Keywords

1 Storing and Working with DNA

Deoxyribonucleic acid (DNA) is a complex molecule which contains the genetic information. These are built up by nucleotides. Each nucleotide is built up by 3 components: nucleobases (adenin - A, guanin - G, citozin - C, timin - T), a sugar called deoxyribose and a phosphate group.

In bioinformatics, we store DNA sequences as strings, which are composed by the 4 characters for the 4 nucleobases: ‘C’, ‘G’, ‘A’ and ‘T’. Similarly, we can store RNA and protein sequence data too.

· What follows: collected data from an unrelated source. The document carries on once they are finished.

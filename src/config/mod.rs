//! Configuration module
//!
//! Loads, parses, and validates the TOML configuration of an enrichment run.
//! The resulting [`Config`] is built once and passed by reference into each
//! component; nothing reads ambient configuration state.
//!
//! # Example
//!
//! ```no_run
//! use contact_enricher::config::load_config;
//! use std::path::Path;
//!
//! let config = load_config(Path::new("enricher.toml")).unwrap();
//! println!("Request delay: {}s", config.http.request_delay_seconds);
//! ```

mod parser;
mod types;
mod validation;

pub use types::{
    default_portals, Config, CrawlConfig, HttpConfig, LoggingConfig, PortalRule, StoreConfig,
};

pub use parser::{compute_config_hash, load_config, load_config_with_hash, parse_config};
pub use validation::{validate, validate_http_config, validate_portal_rule};
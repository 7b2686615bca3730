//! CSV record store
//!
//! Reads the dataset exports the directory scripts produce. Columns the
//! crawler does not know about are carried through untouched, and the
//! original header names and order are kept on save. Saves go to a
//! temporary sibling file that is then renamed over the original.

use crate::state::ContactRecord;
use crate::storage::traits::{RecordStore, StoreError, StoreResult};
use chrono::NaiveDate;
use std::fs;
use std::path::{Path, PathBuf};

const DATE_FORMAT: &str = "%Y-%m-%d";

#[derive(Debug, Clone, Copy, PartialEq, Eq)]
enum Field {
    Name,
    Locality,
    Postcode,
    Phone,
    PublicEmail,
    ContactFormUrl,
    WebsiteUrl,
    WebsiteChecked,
    LastVerifiedDate,
}

impl Field {
    const ALL: [Field; 9] = [
        Field::Name,
        Field::Locality,
        Field::Postcode,
        Field::Phone,
        Field::PublicEmail,
        Field::ContactFormUrl,
        Field::WebsiteUrl,
        Field::WebsiteChecked,
        Field::LastVerifiedDate,
    ];

    fn header(self) -> &'static str {
        match self {
            Field::Name => "name",
            Field::Locality => "locality",
            Field::Postcode => "postcode",
            Field::Phone => "phone",
            Field::PublicEmail => "public_email",
            Field::ContactFormUrl => "contact_form_url",
            Field::WebsiteUrl => "website_url",
            Field::WebsiteChecked => "website_checked",
            Field::LastVerifiedDate => "last_verified_date",
        }
    }

    /// Maps a header, including the names older exports used
    fn from_header(header: &str) -> Option<Self> {
        let header = header.trim().to_ascii_lowercase();
        match header.as_str() {
            "school_name" => Some(Field::Name),
            "suburb" => Some(Field::Locality),
            other => Field::ALL.into_iter().find(|f| f.header() == other),
        }
    }
}

#[derive(Debug, Clone, Copy, PartialEq, Eq)]
enum Column {
    Field(Field),
    Extra,
}

/// Header names as found in the file, with what each one holds
#[derive(Debug, Clone)]
struct Layout {
    headers: Vec<String>,
    columns: Vec<Column>,
}

impl Layout {
    fn from_headers(headers: &csv::StringRecord) -> Self {
        let mut layout = Layout {
            headers: Vec::new(),
            columns: Vec::new(),
        };
        for header in headers {
            let column = match Field::from_header(header) {
                Some(field) if !layout.columns.contains(&Column::Field(field)) => {
                    Column::Field(field)
                }
                _ => Column::Extra,
            };
            layout.headers.push(header.to_string());
            layout.columns.push(column);
        }

        for field in Field::ALL {
            if !layout.columns.contains(&Column::Field(field)) {
                layout.headers.push(field.header().to_string());
                layout.columns.push(Column::Field(field));
            }
        }
        layout
    }

    fn canonical() -> Self {
        Layout {
            headers: Field::ALL.iter().map(|f| f.header().to_string()).collect(),
            columns: Field::ALL.iter().map(|&f| Column::Field(f)).collect(),
        }
    }
}

/// CSV-backed record store
pub struct CsvRecordStore {
    path: PathBuf,
    layout: Option<Layout>,

    /// Values of pass-through columns, per row
    extras: Vec<Vec<String>>,
}

impl CsvRecordStore {
    pub fn new(path: &Path) -> Self {
        Self {
            path: path.to_path_buf(),
            layout: None,
            extras: Vec::new(),
        }
    }

    fn temp_path(&self) -> PathBuf {
        let mut name = self
            .path
            .file_name()
            .map(|n| n.to_os_string())
            .unwrap_or_default();
        name.push(".tmp");
        self.path.with_file_name(name)
    }
}

fn parse_checked(value: &str) -> bool {
    matches!(
        value.trim().to_ascii_lowercase().as_str(),
        "true" | "1" | "yes"
    )
}

fn parse_date(value: &str, row: usize) -> StoreResult<Option<NaiveDate>> {
    let value = value.trim();
    if value.is_empty() || value.eq_ignore_ascii_case("nan") {
        return Ok(None);
    }
    NaiveDate::parse_from_str(value, DATE_FORMAT)
        .map(Some)
        .map_err(|e| StoreError::InvalidRecord {
            row,
            message: format!("bad last_verified_date '{}': {}", value, e),
        })
}

impl RecordStore for CsvRecordStore {
    fn load(&mut self) -> StoreResult<Vec<ContactRecord>> {
        if !self.path.exists() {
            return Err(StoreError::NotFound(self.path.display().to_string()));
        }

        let mut reader = csv::ReaderBuilder::new()
            .flexible(true)
            .from_path(&self.path)?;
        let layout = Layout::from_headers(reader.headers()?);

        let mut records = Vec::new();
        let mut extras = Vec::new();
        for (row, result) in reader.records().enumerate() {
            let values = result?;
            let mut record = ContactRecord::default();
            let mut row_extras = Vec::new();

            for (index, column) in layout.columns.iter().enumerate() {
                let value = values.get(index).unwrap_or("");
                match column {
                    Column::Extra => row_extras.push(value.to_string()),
                    Column::Field(field) => match field {
                        Field::Name => record.name = value.trim().to_string(),
                        Field::Locality => record.locality = value.trim().to_string(),
                        Field::Postcode => record.postcode = value.trim().to_string(),
                        Field::Phone => record.phone = Some(value.to_string()),
                        Field::PublicEmail => record.public_email = Some(value.to_string()),
                        Field::ContactFormUrl => record.contact_form_url = Some(value.to_string()),
                        Field::WebsiteUrl => record.website_url = Some(value.to_string()),
                        Field::WebsiteChecked => record.website_checked = parse_checked(value),
                        Field::LastVerifiedDate => {
                            record.last_verified_date = parse_date(value, row)?
                        }
                    },
                }
            }

            record.normalize();
            records.push(record);
            extras.push(row_extras);
        }

        self.layout = Some(layout);
        self.extras = extras;
        Ok(records)
    }

    fn save(&mut self, records: &[ContactRecord]) -> StoreResult<()> {
        let layout = self.layout.clone().unwrap_or_else(Layout::canonical);
        let temp_path = self.temp_path();

        let mut writer = csv::Writer::from_path(&temp_path)?;
        writer.write_record(&layout.headers)?;

        for (row, record) in records.iter().enumerate() {
            let mut extras = self.extras.get(row).into_iter().flatten();
            let mut line = Vec::with_capacity(layout.columns.len());
            for column in &layout.columns {
                let value = match column {
                    Column::Extra => extras.next().cloned().unwrap_or_default(),
                    Column::Field(field) => field_value(record, *field),
                };
                line.push(value);
            }
            writer.write_record(&line)?;
        }
        writer.flush()?;
        drop(writer);

        fs::rename(&temp_path, &self.path)?;
        Ok(())
    }

    fn location(&self) -> String {
        self.path.display().to_string()
    }
}

fn field_value(record: &ContactRecord, field: Field) -> String {
    match field {
        Field::Name => record.name.clone(),
        Field::Locality => record.locality.clone(),
        Field::Postcode => record.postcode.clone(),
        Field::Phone => record.phone.clone().unwrap_or_default(),
        Field::PublicEmail => record.public_email.clone().unwrap_or_default(),
        Field::ContactFormUrl => record.contact_form_url.clone().unwrap_or_default(),
        Field::WebsiteUrl => record.website_url.clone().unwrap_or_default(),
        Field::WebsiteChecked => record.website_checked.to_string(),
        Field::LastVerifiedDate => record
            .last_verified_date
            .map(|d| d.format(DATE_FORMAT).to_string())
            .unwrap_or_default(),
    }
}
//! Robots.txt parser implementation
//!
//! Thin wrapper over the robotstxt crate's Google-compatible matcher.

use robotstxt::DefaultMatcher;

/// Parsed robots.txt data for one origin
#[derive(Debug, Clone)]
pub struct ParsedRobots {
    /// Raw robots.txt content
    content: String,
    /// True when the site published no usable robots.txt
    allow_all: bool,
}

impl ParsedRobots {
    /// Creates a ParsedRobots from raw robots.txt content
    pub fn from_content(content: &str) -> Self {
        Self {
            content: content.to_string(),
            allow_all: false,
        }
    }

    /// Creates a permissive ParsedRobots that allows everything
    ///
    /// Used when robots.txt is missing (4xx) or could not be fetched.
    pub fn allow_all() -> Self {
        Self {
            content: String::new(),
            allow_all: true,
        }
    }

    /// Checks if a URL is allowed for the given user agent
    ///
    /// # Arguments
    ///
    /// * `url` - The full URL (or path) to check
    /// * `user_agent` - The full User-Agent header; only its product token is matched
    pub fn is_allowed(&self, url: &str, user_agent: &str) -> bool {
        if self.allow_all || self.content.trim().is_empty() {
            return true;
        }

        let mut matcher = DefaultMatcher::default();
        matcher.one_agent_allowed_by_robots(&self.content, robots_token(user_agent), url)
    }
}

/// Extracts the product token robots.txt groups are matched against
///
/// `ContactEnricher/0.1 (+https://example.org/bot)` matches `User-agent: ContactEnricher`.
pub fn robots_token(user_agent: &str) -> &str {
    let trimmed = user_agent.trim();
    let end = trimmed
        .find(|c: char| !(c.is_ascii_alphanumeric() || c == '-' || c == '_'))
        .unwrap_or(trimmed.len());
    &trimmed[..end]
}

Typical function on these datasets is string matching, when we are looking for places, where a pattern occurs as a substring of a text, in our case a pattern of nucleotides in a DNA sequence. For example the Boyer-Moore algorithm, when we preprocess our pattern is a good choice on this task. But we can preprocess the genome too, using indexes: we can index with substrings, on suffix trees, on suffix arrays or FM indexes.

Due to sequencing errors and natural variations it’s important when we work with DNAs to be able to let a certain number of mismatches when we do matching. For this case we must have approximate matching too. Sometimes it is not enough, so we use sequence alignment, which is a way of arranging the sequences of DNA, RNA, or protein to identify regions of similarity that may be a consequence of functional, structural, or evolutionary relationships between the sequences. For this, we can use dynamic programming.

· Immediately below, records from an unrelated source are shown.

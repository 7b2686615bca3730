//! Integration tests for the crawl loop
//!
//! These tests use wiremock for the websites and a temporary record store to
//! test the full load, enrich, checkpoint cycle end-to-end.

mod common;

use chrono::Local;
use common::{html, mount_page, test_enricher, test_http_config};
use contact_enricher::crawler::{Coordinator, CrawlOptions};
use contact_enricher::storage::{open_store, CsvRecordStore, RecordStore, SqliteRecordStore};
use contact_enricher::{ContactRecord, CrawlLogger, ShutdownSignal};
use std::path::{Path, PathBuf};
use std::sync::{Arc, Mutex};
use tempfile::TempDir;
use wiremock::matchers::{method, path};
use wiremock::{Mock, MockServer, Request, Respond, ResponseTemplate};

fn options(max_sites: usize) -> CrawlOptions {
    CrawlOptions {
        max_sites,
        checkpoint_every: 1,
    }
}

fn seed_sqlite(dir: &TempDir, records: &[ContactRecord]) -> PathBuf {
    let path = dir.path().join("records.sqlite");
    let mut store = SqliteRecordStore::open(&path).expect("Failed to create store");
    store.save(records).expect("Failed to seed store");
    path
}

fn load(path: &Path) -> Vec<ContactRecord> {
    open_store(path)
        .expect("Failed to open store")
        .load()
        .expect("Failed to load store")
}

fn coordinator(path: &Path, options: CrawlOptions) -> Coordinator {
    let store = open_store(path).expect("Failed to open store");
    let enricher = test_enricher(&test_http_config(), &[]);
    Coordinator::new(store, enricher, options, Arc::new(CrawlLogger::disabled()))
        .expect("Failed to create coordinator")
}

fn site(server: &MockServer, page: &str) -> Option<String> {
    Some(format!("{}{}", server.uri(), page))
}

/// Serves a page and raises the shutdown flag, as Ctrl-C would mid-request
struct TriggerShutdown {
    signal: ShutdownSignal,
    body: String,
}

impl Respond for TriggerShutdown {
    fn respond(&self, _request: &Request) -> ResponseTemplate {
        self.signal.trigger();
        html(&self.body)
    }
}

#[tokio::test]
async fn test_crawl_fills_and_marks_records() {
    let server = MockServer::start().await;
    mount_page(
        &server,
        "/hilltop/",
        r#"<a href="mailto:office@hilltop.wa.edu.au">Email</a><a href="/hilltop/contact">Contact</a>"#,
        1,
    )
    .await;
    mount_page(
        &server,
        "/bayside/",
        r#"<a href="mailto:web@bayside.edu.au">Email</a><a href="/bayside/enquire">Contact us</a>"#,
        1,
    )
    .await;
    mount_page(&server, "/done/", "already checked", 0).await;

    let mut hilltop = ContactRecord::new("Hilltop Primary", None);
    hilltop.website_url = site(&server, "/hilltop/");

    let mut bayside = ContactRecord::new("Bayside College", None);
    bayside.website_url = site(&server, "/bayside/");
    bayside.public_email = Some("principal@bayside.edu.au".to_string());

    let no_site = ContactRecord::new("Outback School", None);

    let mut done = ContactRecord::new("Done School", None);
    done.website_url = site(&server, "/done/");
    done.website_checked = true;

    let dir = TempDir::new().unwrap();
    let path = seed_sqlite(&dir, &[hilltop, bayside, no_site, done.clone()]);

    let mut crawl = coordinator(&path, options(0));
    let counters = crawl.run(&ShutdownSignal::new()).await.expect("Crawl failed");

    assert_eq!(counters.attempted, 2);
    assert_eq!(counters.succeeded, 2);
    assert_eq!(counters.emails_found, 1);
    assert_eq!(counters.forms_found, 2);
    assert!(!counters.interrupted);

    let records = load(&path);
    let today = Local::now().date_naive();

    assert_eq!(
        records[0].public_email.as_deref(),
        Some("office@hilltop.wa.edu.au")
    );
    assert!(records[0].website_checked);
    assert_eq!(records[0].last_verified_date, Some(today));

    // Existing email is never replaced
    assert_eq!(
        records[1].public_email.as_deref(),
        Some("principal@bayside.edu.au")
    );
    assert_eq!(
        records[1].contact_form_url,
        Some(format!("{}/bayside/enquire", server.uri()))
    );

    assert!(!records[2].website_checked);
    assert_eq!(records[3], done);
}

/// Serves a page after recording which stored records are already checked
struct SnapshotStore {
    path: PathBuf,
    checked: Arc<Mutex<Vec<bool>>>,
    body: String,
}

impl Respond for SnapshotStore {
    fn respond(&self, _request: &Request) -> ResponseTemplate {
        let stored = load(&self.path);
        *self.checked.lock().unwrap() = stored.iter().map(|r| r.website_checked).collect();
        html(&self.body)
    }
}

/// Runs three records and snapshots the store while the third is fetched
async fn checked_while_fetching_third(checkpoint_every: usize) -> Vec<bool> {
    let server = MockServer::start().await;
    let body = r#"<a href="mailto:office@school.edu.au">Email</a><a href="/contact">Contact</a>"#;
    mount_page(&server, "/one/", body, 1).await;
    mount_page(&server, "/two/", body, 1).await;

    let records: Vec<ContactRecord> = ["/one/", "/two/", "/three/"]
        .iter()
        .map(|page| {
            let mut record = ContactRecord::new(page, None);
            record.website_url = site(&server, page);
            record
        })
        .collect();

    let dir = TempDir::new().unwrap();
    let store_path = seed_sqlite(&dir, &records);

    let checked = Arc::new(Mutex::new(Vec::new()));
    Mock::given(method("GET"))
        .and(path("/three/"))
        .respond_with(SnapshotStore {
            path: store_path.clone(),
            checked: Arc::clone(&checked),
            body: body.to_string(),
        })
        .expect(1)
        .mount(&server)
        .await;

    let crawl_options = CrawlOptions {
        max_sites: 0,
        checkpoint_every,
    };
    let counters = coordinator(&store_path, crawl_options)
        .run(&ShutdownSignal::new())
        .await
        .unwrap();
    assert_eq!(counters.attempted, 3);
    assert!(load(&store_path).iter().all(|r| r.website_checked));

    let snapshot = checked.lock().unwrap().clone();
    snapshot
}

#[tokio::test]
async fn test_checkpoint_persists_progress_mid_run() {
    let snapshot = checked_while_fetching_third(2).await;
    assert_eq!(snapshot, vec![true, true, false]);
}

#[tokio::test]
async fn test_zero_checkpoint_every_saves_only_on_exit() {
    let snapshot = checked_while_fetching_third(0).await;
    assert_eq!(snapshot, vec![false, false, false]);
}

#[tokio::test]
async fn test_second_run_is_a_no_op() {
    let server = MockServer::start().await;
    mount_page(
        &server,
        "/",
        r#"<a href="mailto:office@ridge.wa.edu.au">Email</a><a href="/contact">Contact</a>"#,
        1,
    )
    .await;

    let mut record = ContactRecord::new("Ridge Primary", None);
    record.website_url = site(&server, "/");

    let dir = TempDir::new().unwrap();
    let path = seed_sqlite(&dir, &[record]);

    let first = coordinator(&path, options(0))
        .run(&ShutdownSignal::new())
        .await
        .unwrap();
    assert_eq!(first.attempted, 1);
    let after_first = load(&path);

    let second = coordinator(&path, options(0))
        .run(&ShutdownSignal::new())
        .await
        .unwrap();
    assert_eq!(second.attempted, 0);
    assert_eq!(load(&path), after_first);
}

#[tokio::test]
async fn test_failures_are_marked_checked() {
    let server = MockServer::start().await;
    Mock::given(method("GET"))
        .and(path("/"))
        .respond_with(ResponseTemplate::new(404))
        .expect(1)
        .mount(&server)
        .await;

    let mut record = ContactRecord::new("Gone School", None);
    record.website_url = site(&server, "/");

    let dir = TempDir::new().unwrap();
    let path = seed_sqlite(&dir, &[record]);

    let counters = coordinator(&path, options(0))
        .run(&ShutdownSignal::new())
        .await
        .unwrap();

    assert_eq!(counters.failed, 1);
    let records = load(&path);
    assert!(records[0].website_checked);
    assert!(records[0].public_email.is_none());
}

#[tokio::test]
async fn test_max_sites_caps_attempts() {
    let server = MockServer::start().await;
    let body = r#"<a href="mailto:office@school.edu.au">Email</a><a href="/contact">Contact</a>"#;
    mount_page(&server, "/one/", body, 1).await;
    mount_page(&server, "/two/", body, 1).await;
    mount_page(&server, "/three/", body, 0).await;

    let records: Vec<ContactRecord> = ["/one/", "/two/", "/three/"]
        .iter()
        .map(|page| {
            let mut record = ContactRecord::new(page, None);
            record.website_url = site(&server, page);
            record
        })
        .collect();

    let dir = TempDir::new().unwrap();
    let path = seed_sqlite(&dir, &records);

    let counters = coordinator(&path, options(2))
        .run(&ShutdownSignal::new())
        .await
        .unwrap();

    assert_eq!(counters.attempted, 2);
    let saved = load(&path);
    assert!(saved[0].website_checked && saved[1].website_checked);
    assert!(!saved[2].website_checked);
}

#[tokio::test]
async fn test_interrupted_record_is_not_persisted() {
    let server = MockServer::start().await;
    let shutdown = ShutdownSignal::new();

    mount_page(
        &server,
        "/one/",
        r#"<a href="mailto:office@one.edu.au">Email</a><a href="/one/contact">Contact</a>"#,
        1,
    )
    .await;
    Mock::given(method("GET"))
        .and(path("/two/"))
        .respond_with(TriggerShutdown {
            signal: shutdown.clone(),
            body: "<p>office@two.edu.au</p>".to_string(),
        })
        .expect(1)
        .mount(&server)
        .await;
    mount_page(&server, "/three/", "never", 0).await;

    let records: Vec<ContactRecord> = ["/one/", "/two/", "/three/"]
        .iter()
        .map(|page| {
            let mut record = ContactRecord::new(page, None);
            record.website_url = site(&server, page);
            record
        })
        .collect();

    let dir = TempDir::new().unwrap();
    let path = seed_sqlite(&dir, &records);

    let counters = coordinator(&path, options(0)).run(&shutdown).await.unwrap();

    assert!(counters.interrupted);
    assert_eq!(counters.attempted, 1);

    let saved = load(&path);
    assert!(saved[0].website_checked);
    assert_eq!(saved[0].public_email.as_deref(), Some("office@one.edu.au"));
    assert!(!saved[1].website_checked);
    assert!(saved[1].public_email.is_none());
    assert!(!saved[2].website_checked);
}

#[tokio::test]
async fn test_csv_store_round_trip() {
    let server = MockServer::start().await;
    mount_page(
        &server,
        "/",
        r#"<a href="mailto:office@coast.edu.au">Email</a><a href="/contact-us">Contact</a>"#,
        1,
    )
    .await;

    let dir = TempDir::new().unwrap();
    let path = dir.path().join("schools.csv");
    std::fs::write(
        &path,
        format!(
            "school_name,suburb,sector,website_url\nCoast High,Seaview,Government,{}/\n",
            server.uri()
        ),
    )
    .unwrap();

    let counters = coordinator(&path, options(0))
        .run(&ShutdownSignal::new())
        .await
        .unwrap();
    assert_eq!(counters.emails_found, 1);

    let saved = std::fs::read_to_string(&path).unwrap();
    assert!(saved.starts_with("school_name,suburb,sector,website_url,"));
    assert!(saved.contains("Government"));

    let records = CsvRecordStore::new(&path).load().unwrap();
    assert_eq!(records[0].name, "Coast High");
    assert_eq!(records[0].public_email.as_deref(), Some("office@coast.edu.au"));
    assert!(records[0].website_checked);
}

Other typical function is the sequence assembly, when we align and merge fragments from a longer DNA sequence to reconstruct the original sequence. This is needed as DNA sequencing technology cannot read whole genomes in one go, but rather reads small pieces of between 20 and 30000 bases, depending on the technology used. We can use the shortest common superstring, overlap layout consensus assembly or De Bruijn Graphs for this task [1].

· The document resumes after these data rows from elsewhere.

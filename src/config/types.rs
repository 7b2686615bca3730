use serde::Deserialize;
use std::time::Duration;

/// Main configuration structure for an enrichment run
#[derive(Debug, Clone, Deserialize)]
pub struct Config {
    pub http: HttpConfig,
    #[serde(default)]
    pub crawl: CrawlConfig,
    pub store: StoreConfig,
    #[serde(default)]
    pub logging: LoggingConfig,
    #[serde(default = "default_portals", rename = "portal")]
    pub portals: Vec<PortalRule>,
}

/// Compliant fetcher configuration
#[derive(Debug, Clone, Deserialize)]
pub struct HttpConfig {
    /// User-Agent header sent with every request, fixed for the run
    #[serde(rename = "user-agent")]
    pub user_agent: String,

    /// Minimum delay between consecutive outbound requests, crawl-wide
    #[serde(rename = "request-delay-seconds", default = "default_request_delay")]
    pub request_delay_seconds: f64,

    /// General request timeout
    #[serde(rename = "timeout-seconds", default = "default_timeout")]
    pub timeout_seconds: u64,

    /// Upper bound applied to the timeout during enrichment runs
    #[serde(
        rename = "enrichment-timeout-cap-seconds",
        default = "default_timeout_cap"
    )]
    pub enrichment_timeout_cap_seconds: u64,

    /// Retries after the first attempt for transient failures
    #[serde(rename = "max-retries", default = "default_max_retries")]
    pub max_retries: u32,

    /// Seed of the exponential backoff schedule, in seconds
    #[serde(rename = "backoff-factor", default = "default_backoff_factor")]
    pub backoff_factor: f64,

    /// External command used when the TLS handshake fails (empty disables)
    #[serde(rename = "tls-fallback-command", default = "default_tls_fallback")]
    pub tls_fallback_command: String,
}

impl HttpConfig {
    /// Builds a configuration with the default politeness settings
    pub fn with_user_agent(user_agent: &str) -> Self {
        Self {
            user_agent: user_agent.to_string(),
            request_delay_seconds: default_request_delay(),
            timeout_seconds: default_timeout(),
            enrichment_timeout_cap_seconds: default_timeout_cap(),
            max_retries: default_max_retries(),
            backoff_factor: default_backoff_factor(),
            tls_fallback_command: default_tls_fallback(),
        }
    }

    /// Timeout actually used by the fetcher: the general timeout, capped
    pub fn effective_timeout(&self) -> Duration {
        Duration::from_secs(
            self.timeout_seconds
                .min(self.enrichment_timeout_cap_seconds)
                .max(1),
        )
    }

    /// Crawl-wide delay between requests
    pub fn request_delay(&self) -> Duration {
        Duration::from_secs_f64(self.request_delay_seconds.max(0.0))
    }
}

/// Crawl loop configuration
#[derive(Debug, Clone, Deserialize)]
pub struct CrawlConfig {
    /// Maximum number of new site attempts per run (0 = unlimited)
    #[serde(rename = "max-sites", default)]
    pub max_sites: usize,

    /// Attempted records between two checkpoints (0 = only on exit)
    #[serde(rename = "checkpoint-every", default = "default_checkpoint_every")]
    pub checkpoint_every: usize,
}

impl Default for CrawlConfig {
    fn default() -> Self {
        Self {
            max_sites: 0,
            checkpoint_every: default_checkpoint_every(),
        }
    }
}

/// Record store location
#[derive(Debug, Clone, Deserialize)]
pub struct StoreConfig {
    /// Path to a `.csv` file or a SQLite database (`.db`, `.sqlite`)
    pub path: String,
}

/// Append-only log files
#[derive(Debug, Clone, Default, Deserialize)]
pub struct LoggingConfig {
    /// One line per outbound request
    #[serde(rename = "activity-log")]
    pub activity_log: Option<String>,

    /// One entry per failure, with context
    #[serde(rename = "error-log")]
    pub error_log: Option<String>,
}

/// A directory portal that wraps organization homepages
///
/// Some records point at a government directory page rather than the
/// organization's own site. A portal rule describes how to recognise such a
/// page, how to dig the real homepage out of it, and where the directory
/// hosts its own contact page for the organization.
#[derive(Debug, Clone, Deserialize, PartialEq)]
pub struct PortalRule {
    pub name: String,

    /// Substring the (lowercase) host must contain
    #[serde(rename = "host-contains")]
    pub host_contains: String,

    /// Substring the (lowercase) path must contain
    #[serde(rename = "path-contains", default)]
    pub path_contains: String,

    /// Regex with a named `url` group locating the real homepage in the page
    #[serde(rename = "homepage-pattern")]
    pub homepage_pattern: String,

    /// Query parameters that may carry the organization ID
    #[serde(rename = "id-params", default)]
    pub id_params: Vec<String>,

    /// Path of the directory contact page, with `{id}` substituted
    #[serde(rename = "contact-path", default)]
    pub contact_path: Option<String>,
}

fn default_request_delay() -> f64 {
    1.0
}

fn default_timeout() -> u64 {
    20
}

fn default_timeout_cap() -> u64 {
    10
}

fn default_max_retries() -> u32 {
    1
}

fn default_backoff_factor() -> f64 {
    0.5
}

fn default_tls_fallback() -> String {
    "curl".to_string()
}

fn default_checkpoint_every() -> usize {
    50
}

/// Portal rules used when the configuration does not list any
pub fn default_portals() -> Vec<PortalRule> {
    vec![PortalRule {
        name: "wa-schools-online".to_string(),
        host_contains: "det.wa.edu.au".to_string(),
        path_contains: "schoolsonline".to_string(),
        homepage_pattern: r"(?i)openNewPage\('(?P<url>https?://[^']+\.wa\.edu\.au[^']*)'"
            .to_string(),
        id_params: vec![
            "schoolID".to_string(),
            "schoolId".to_string(),
            "schoolid".to_string(),
        ],
        contact_path: Some("/schoolsonline/contact.do?schoolID={id}".to_string()),
    }]
}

In this paper, we made measurements on naive matching and Hash table indexes.

2 Block Cyphers

PostgreSQL supports some block cypher algorithms. Block cyphers are working with a transformation specified with a symmetric key on fixed-length groups of bits, called block.

A block cipher consists of two paired algorithms, one for encryption E, the other for decryption D, which is the inverse of E. Both will accept 2 inputs: an input block of size n bits and a key of size k bits. Both will give a size n bit output block.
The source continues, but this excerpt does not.